TAMPA, Fla. — A Florida federal judge on April 7 dismissed without prejudice a negligent investigation claim against the Florida Department of Financial Services (DFS) in a suit filed against it and a DFS law enforcement officer by a roofing salesman alleging that the salesman was wrongfully prosecuted for insurance fraud in a case that was later nolle prossed, finding that the plaintiff failed to assert facts that DFS owed a special tort duty to him and that the allegation related to failure to conduct a diligent investigation “is conclusory.”
WASHINGTON, D.C. — The District of Columbia Circuit U.S. Court of Appeals on April 7 affirmed a federal judge’s ruling granting confirmation of an International Centre for Settlement of Investment Disputes (ICSID) award against the United Mexican States and in favor of a Canadian real estate investor worth $47 million for breaches of the North American Free Trade Agreement (NAFTA), writing that the tribunal properly found that NAFTA applied to the investor’s real estate investments.
BURLINGTON, Vt. — A federal judge in Vermont on April 7 denied Monsanto Co.’s motion to exclude the opinions of two experts for the Burlington School District (BSD) in its lawsuit alleging contamination from polychlorinated biphenyls (PCBs), saying that he found no reason to exclude their opinions because they are based on Monsanto’s own statements about its responsibilities to protect consumers and the planet. He also said the opinions in question “appear to be supported by a substantial documentary record.”
ST. PAUL, Minn. — A district court did not err in finding that a pollution exclusion bars coverage for an underlying bodily injury claim stemming from carbon monoxide exposure because carbon monoxide qualifies as a pollutant and the carbon monoxide was dispersed, as required by the pollution exclusion, from a portable heater, the Eighth Circuit U.S. Court of Appeals said April 7 in affirming the lower court’s ruling in favor of an insurer.

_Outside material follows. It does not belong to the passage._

mod client;
mod download;

pub use client::{build_client, parse_http_date, USER_AGENT};
pub use download::{download_to_file, download_to_string, head_last_modified, Fetched};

WASHINGTON, D.C. — A Federal Circuit U.S. Court of Appeals panel held that U.S. International Trade Commission (ITC) correctly denied relief to an air conditioning patent holder that claimed that certain products imported into the United States infringed its patents; the panel affirmed findings that certain claims of the patent were invalid as anticipated, while the remaining claims required elements that the accused products lacked.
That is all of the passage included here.